Welcome to See/Hear, InsideHook’s deep dive into the month’s most important cultural happenings, pop and otherwise. Every month, we round up the biggest upcoming movie, TV and album releases, ask some cool people to tell us what they’ve been into lately, make you a playlist we guarantee you’ll have on heavy rotation and recommend a classic (or unduly overlooked) piece of pop culture we think is worth revisiting.
MOVIES
People We Meet on Vacation
Jan. 9, Netflix
It’s been a while since we’ve had a good rom-com, and this one looks promising. Based on Emily Henry’s bestselling 2021 novel of the same name, People We Meet on Vacation features Emily Bader and Tom Blyth as its leads, but the supporting cast is the real draw here: Molly Shannon, Alan Ruck, Lukas Gage and Jameela Jamil.
Dead Man’s Wire
In theaters Jan. 9 (limited release), wide release Jan. 16
Gus Van Sant’s new drama is based on a 1977 hostage situation in Indianapolis in which Tony Kiritsis, a man who had fallen behind on his mortgage payments, held his broker Richard O. Hall captive for 63 hours after Hall refused to give him more time to pay, all the while placing frequent calls to a local radio station to broadcast his demands. Bill Skarsgård stars as Kiritsis, with Stranger Things‘s Dacre Montgomery playing Hall. They’re joined in the stacked cast by Colman Domingo, Al Pacino, Cary Elwes and Myha’la. “When I read the script there were links embedded in it — you could click them and hear the real 911 calls,” Van Sant told Variety recently. “Tony talked so fast, like Scorsese on a cocaine bender, cracking jokes and losing his temper. I thought, ‘This is an amazing character. The story had this weird barnstormer energy.’”
The Chronology of Water
In theaters Jan. 9 (limited release)
Kristen Stewart makes her feature film directorial debut with this adaptation of Lidia Yuknavitch’s 2011 memoir that chronicles her abusive childhood, her career as a competitive swimmer and her struggles with addiction. Imogen Poots stars as Yuknavitch, and she’s joined in the cast by Thora Birch, Susannah Flood, Tom Sturridge, Kim Gordon, Michael Epp and others.

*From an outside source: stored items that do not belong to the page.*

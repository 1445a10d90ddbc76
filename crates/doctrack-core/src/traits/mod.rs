//! Core traits defined in `doctrack-core` and implemented by other crates.
//!
//! The orchestrator only sees these seams. The HTTP implementations live in
//! `doctrack-docservice`, the filesystem one in `doctrack-storage`.

pub mod command;
pub mod converter;
pub mod fetcher;
pub mod storage;

pub use command::{CommandClient, CommandKind, CommandReply, DocumentCommand};
pub use converter::{ConversionOutcome, ConversionRequest, DocumentConverter};
pub use fetcher::ContentFetcher;
pub use storage::{StorageEntry, StorageProvider};
//! Maps domain `AppError` to HTTP responses.

use axum::Json;
use axum::http::StatusCode;
use axum::response::{IntoResponse, Response};
use serde::{Deserialize, Serialize};

use doctrack_core::error::{AppError, ErrorKind};

/// Standard API error response body.
///
/// Deliberately has no `error` field, so the document service never
/// mistakes a rejection for a callback answer.
#[derive(Debug, Clone, Serialize, Deserialize)]
pub struct ApiErrorResponse {
    /// Machine-readable error code.
    pub code: String,
    /// Human-readable message.
    pub message: String,
}

/// Local wrapper so `IntoResponse` can be implemented for `AppError`
/// (orphan rule: both the trait and `AppError` are foreign here).
#[derive(Debug)]
pub struct ApiError(pub AppError);

impl From<AppError> for ApiError {
    fn from(err: AppError) -> Self {
        ApiError(err)
    }
}

impl IntoResponse for ApiError {
    fn into_response(self) -> Response {
        let ApiError(err) = self;
        let (status, code) = match &err.kind {
            ErrorKind::Validation => (StatusCode::BAD_REQUEST, "VALIDATION_ERROR"),
            ErrorKind::Authentication => (StatusCode::UNAUTHORIZED, "UNAUTHORIZED"),
            ErrorKind::NotFound => (StatusCode::NOT_FOUND, "NOT_FOUND"),
            ErrorKind::Conflict => (StatusCode::CONFLICT, "CONFLICT"),
            ErrorKind::Timeout => (StatusCode::GATEWAY_TIMEOUT, "TIMEOUT"),
            ErrorKind::Download | ErrorKind::Conversion | ErrorKind::ExternalService => {
                (StatusCode::BAD_GATEWAY, "UPSTREAM_ERROR")
            }
            ErrorKind::ServiceUnavailable => {
                (StatusCode::SERVICE_UNAVAILABLE, "SERVICE_UNAVAILABLE")
            }
            ErrorKind::Internal
            | ErrorKind::Storage
            | ErrorKind::Configuration
            | ErrorKind::Serialization
            | ErrorKind::HistoryWrite => {
                tracing::error!(error = %err, "Internal server error");
                (StatusCode::INTERNAL_SERVER_ERROR, "INTERNAL_ERROR")
            }
        };

        let body = ApiErrorResponse {
            code: code.to_string(),
            message: err.message.clone(),
        };

        (status, Json(body)).into_response()
    }
}
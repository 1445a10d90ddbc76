//! Error type for conversion requests.
//!
//! Maps the negative codes of the conversion service and the transport
//! failures of the HTTP client onto one enum that converts cleanly into
//! `doctrack_core::error::AppError`.

use doctrack_core::error::AppError;
use thiserror::Error;

/// Everything that can go wrong during one conversion attempt.
#[derive(Debug, Error)]
pub enum ConversionError {
    /// The request or the service itself ran out of time.
    #[error("Conversion timed out: {0}")]
    Timeout(String),

    /// The service could not be reached.
    #[error("Conversion service unreachable: {0}")]
    ServiceUnreachable(String),

    /// The service answered with an error code.
    #[error("Conversion service error {code}: {message}")]
    Service {
        /// Negative service error code.
        code: i64,
        /// Description of the code.
        message: &'static str,
    },

    /// The service answered with a non-success HTTP status.
    #[error("Conversion service returned HTTP {0}")]
    Status(u16),

    /// The answer could not be understood.
    #[error("Malformed conversion response: {0}")]
    MalformedResponse(String),
}

impl ConversionError {
    /// Builds the error for a service error code.
    pub fn from_code(code: i64) -> Self {
        let message = match code {
            -1 => "Unknown error",
            -2 => "Conversion timeout",
            -3 => "Conversion error",
            -4 => "Error while downloading the document file to be converted",
            -5 => "Incorrect password",
            -6 => "Error while accessing the conversion result database",
            -7 => "Input error",
            -8 => "Invalid token",
            _ => "Error occurred in the document service",
        };
        if code == -2 {
            Self::Timeout(message.to_string())
        } else {
            Self::Service { code, message }
        }
    }

    /// Classifies a transport error.
    pub fn from_transport(err: &reqwest::Error) -> Self {
        if err.is_timeout() {
            Self::Timeout(err.to_string())
        } else if err.is_connect() {
            Self::ServiceUnreachable(err.to_string())
        } else if err.is_decode() {
            Self::MalformedResponse(err.to_string())
        } else {
            Self::ServiceUnreachable(err.to_string())
        }
    }
}

impl From<ConversionError> for AppError {
    fn from(err: ConversionError) -> Self {
        match &err {
            ConversionError::Timeout(_) => AppError::timeout(err.to_string()),
            ConversionError::ServiceUnreachable(_) => {
                AppError::service_unavailable(err.to_string())
            }
            ConversionError::Service { .. } => AppError::conversion(err.to_string()),
            ConversionError::Status(_) | ConversionError::MalformedResponse(_) => {
                AppError::external_service(err.to_string())
            }
        }
    }
}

28 Years Later: The Bone Temple
In theaters Jan. 16
Starring Ralph Fiennes, Jack O’Connell, Alfie Williams, Erin Kellyman and Chi Lewis-Parry, this fourth installment of the 28 Days Later series was filmed back-to-back with last summer’s 28 Years Later. It picks up where that film left off, with Spike (Williams) inducted into a cult of killers led by Sir Lord Jimmy Crystal (O’Connell). It also features Cillian Murphy’s highly anticipated return to the series as Jim.
The Rip
Jan. 16, Netflix
Ben Affleck and Matt Damon reunite yet again onscreen, this time playing Miami cops who discover millions of dollars in cash in a stash house. They’re joined in the action thriller by Steven Yeun, Teyana Taylor, Kyle Chandler and more.
A Private Life
In theaters Jan. 16 (limited release)
Jodie Foster stars in this dark French comedy about a therapist who begins to suspect that her client’s suicide was actually a murder and takes it upon herself to investigate. When it debuted in France last year, Foster was nominated for the César Award and the Lumière Award for Best Actress, making her the first American to receive nominations for those accolades.
H Is for Hawk
In theaters Jan. 23 (limited release)
Based on the 2014 memoir by Helen Macdonald, H Is for Hawk follows a woman (played by Claire Foy) who spends her time training a wild goshawk as she grieves the sudden death of her father (Brendan Gleeson) and reflects on their shared love of birding.
The Moment
In theaters Jan. 30
Spinal Tap but more brat? This mockumentary features Charli XCX playing a fictionalized version of herself as she gears up for her first big headlining tour. Rosanna Arquette, Kate Berlant, Jamie Demetriou, Hailey Benton Gates, Isaac Powell and Alexander Skarsgård also star.
Send Help
In theaters Jan. 30
Sam Raimi’s new survival film stars Dylan O’Brien and Rachel McAdams as “two colleagues who find themselves stranded on a deserted island after they are the only survivors of a plane crash.” According to the film’s logline, “They must overcome past grievances and work together to survive, but ultimately, it is an unsettling and darkly humorous battle of wills and wits to make it out alive.”
TV/STREAMING
The 2025 Rock & Roll Hall of Fame Induction Ceremony
Jan. 1, 8 p.m. EST, ABC (streaming on Hulu Jan. 2)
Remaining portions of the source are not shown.